Toodlees or not toodle

that is the question
9/15/2008 11:12:37 AM
chippa
chippa writes:
Holy f*ck my nose is gaint
9/15/2008 11:13:17 AM
swanee
swanee writes:
Whether 'tis nobler in the mind to suffer
The slings and arrows of outrageous fortune,
Or to take arms against a sea of toodles,
And by opposing end them? To die: to sleep;
No more; and by a sleep to say we end
The heart-ache and the thousand natural shocks
That flesh is heir to. To die, to sleep;
To sleep: perchance to dream: ay, there's the rub;
For in that sleep of death what dreams may come
9/15/2008 11:20:18 AM
BarbieK
BarbieK writes:
'scuse me?
9/15/2008 11:40:00 AM
artek
artek writes:
Yep, whenever the freakin' actors want to be taken seriously they pull out their Shakespeare.
9/15/2008 11:45:05 AM
milhouse
milhouse writes:
yeah, there's the rub swanee.

9/15/2008 11:58:34 AM
chippa
chippa writes:
What the f*ck are you idiots rattling on about

nobody around here makes a lick of f*cking sense and it drives me sh*thouse

seriously f*cking sh*thouse it's like trying to herd cats

not that I give a flying frenchman's f*ck anyways, because I'm too busy having fun and enjoying my relationships in the real world to get caught up in all this horsesh*t in the first place

you f*cking steeple chasers can go sh*t down your respective ch*mneys

or laundry chutes if you don't have a wood-burning stove

I am so f*cking out of here
9/15/2008 12:16:01 PM
GOD
GOD writes:
you're French?
9/15/2008 1:28:10 PM
milhouse
milhouse writes:
god - dont get into it with chippa the last thing you want is for him to go back on his 'too-mu)ther-fkn-oodles' promise and come back to tell you of his gaulish ancesstry.


its some tedious sh*t
9/15/2008 3:11:06 PM
chippa
chippa writes:
Let me tell you motherf*ckers something where I come from we smoke a sh*tload of cigarettes in those little holders and we make rich creamy sauces and our women don't shave their armpits but we show booooobs on TV so it evens out

I typically wear a tight black and white horizontally striped f*cking shirt and a beret and I say thing like 'honh honh' and 'oui oui' and 'lookout below motherf*ckers I'm f*cking french"
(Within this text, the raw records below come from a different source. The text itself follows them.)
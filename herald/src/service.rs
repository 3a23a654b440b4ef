//! Service assembly and lifecycle.

use std::sync::Arc;

use async_trait::async_trait;
use herald_common::Signal;
use herald_dispatch::{
    AbTestManager, ControlPlane, DispatchError, Dispatcher, OutboundEmail, RateLimiter,
    SendError, SendReceipt, Transport, WorkerPool,
};
use herald_health::HealthMonitor;
use herald_queue::{FileQueueStore, JobQueue, MemoryQueueStore, QueueError, QueueStore};
use herald_store::MemoryStore;
use thiserror::Error;
use tokio::sync::broadcast;
use tracing::info;

use crate::config::{HeraldConfig, QueueBackend};

/// Errors raised while assembling or running the service.
#[derive(Debug, Error)]
pub enum ServiceError {
    /// The queue backend failed to open or restore.
    #[error(transparent)]
    Queue(#[from] QueueError),

    /// The worker pool failed.
    #[error(transparent)]
    Dispatch(#[from] DispatchError),
}

/// Transport that logs each send and reports success.
///
/// Used by the bundled binary for local runs; real deployments inject
/// their provider client instead.
#[derive(Debug, Default)]
pub struct DryRunTransport;

#[async_trait]
impl Transport for DryRunTransport {
    async fn send_email(&self, email: &OutboundEmail) -> Result<SendReceipt, SendError> {
        info!(
            to = %email.to,
            subject = %email.subject,
            tracking_id = %email.tracking_id,
            "Dry-run send"
        );
        Ok(SendReceipt { message_id: None })
    }
}

/// The assembled engine: stores, queue, worker pool, control surface, and
/// health monitor sharing injected handles.
#[derive(Debug)]
pub struct Herald {
    pub store: Arc<MemoryStore>,
    pub queue: JobQueue,
    pub dispatcher: Dispatcher,
    pub control: ControlPlane,
    pub abtests: AbTestManager,
    pub health: HealthMonitor,
    pool: WorkerPool,
}

impl Herald {
    /// Assemble the engine from configuration, restoring any jobs the
    /// queue backend persisted before the last shutdown.
    ///
    /// # Errors
    /// Returns an error when the queue backend cannot be opened or read.
    pub async fn build(
        config: &HeraldConfig,
        transport: Arc<dyn Transport>,
    ) -> Result<Self, ServiceError> {
        let queue_store: Arc<dyn QueueStore> = match config.queue.backend {
            QueueBackend::Memory => Arc::new(MemoryQueueStore::new()),
            QueueBackend::File => Arc::new(FileQueueStore::new(&config.queue.path)),
        };
        queue_store.connect().await?;

        let queue = JobQueue::new(queue_store);
        let restored = queue.restore().await?;
        if restored > 0 {
            info!(restored, "Restored persisted jobs");
        }

        let store = Arc::new(MemoryStore::new());
        let limiter = Arc::new(RateLimiter::new(config.rate_limit.clone()));

        let dispatcher = Dispatcher::new(store.clone(), queue.clone());
        let control = ControlPlane::new(store.clone(), queue.clone(), dispatcher.clone());
        let abtests = AbTestManager::new(store.clone(), store.clone(), dispatcher.clone());

        let pool = WorkerPool::new(
            queue.clone(),
            store.clone(),
            transport,
            limiter,
            config.workers.clone(),
        );
        let health = HealthMonitor::new(queue.clone(), pool.status_handle());

        Ok(Self {
            store,
            queue,
            dispatcher,
            control,
            abtests,
            health,
            pool,
        })
    }

    /// Run the worker pool until shutdown, then close the queue backend.
    ///
    /// # Errors
    /// Returns the first failure from the pool or the backend close.
    pub async fn serve(&self, shutdown: broadcast::Receiver<Signal>) -> Result<(), ServiceError> {
        self.pool.serve(shutdown).await?;
        self.queue.close().await?;
        Ok(())
    }
}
seriously I also get croissants and sh*t from your grocery stores and when I f*cking taste them I say things like "honh honh zis croissant tastes like le crap" and I roll the f*cking sh*t out of my r's and I also have a pencil thin f*cking mustache
9/15/2008 3:19:56 PM
BarbieK
BarbieK writes:
How does the French army march?

With their arms straight up over their heads.
9/15/2008 3:29:15 PM
swanee
swanee writes:
That's quite the torrid commentary.

Did I tell you that Holly Walsh is one of THE best local female singers?
9/15/2008 3:30:06 PM
chippa
chippa writes:
Where I come from the only f*cking singer we like is David Hasselhoff
9/15/2008 3:33:18 PM
chippa
chippa writes:
honh honh
9/15/2008 3:33:28 PM
chippa
chippa writes:
f*cking honh
9/15/2008 3:33:38 PM
swanee
swanee writes:
Bwoh hoh you twit.
9/15/2008 3:37:21 PM
chippa
chippa writes:
Would you care for a mint sir?

it's wah-fair f*cking thin
9/15/2008 3:38:20 PM
milhouse
milhouse writes:
hasselhoff is beloved by the Germans not the Fr... aw nevermind.
9/15/2008 3:42:53 PM
chippa
chippa writes:
Right we better stay grounded in the f*cking facts

I meant to say we love that f*cking melon-head Jerry f*cking Lewis

We think he's absolutely hilarious

him a few f*cking mimes and some baguettes and we're f*cking good to go

maybe top that motherf*cker off with some f*cking crepes
9/15/2008 4:00:53 PM
swanee
swanee writes:
Dude just go fix me a steak and make sure next time you get your picture taken while you're playing drums that you point the stick directly at the camera and make a really aggressive face.
9/15/2008 4:24:10 PM
milhouse
milhouse writes:
i burnt my tounge on a torrid steak once.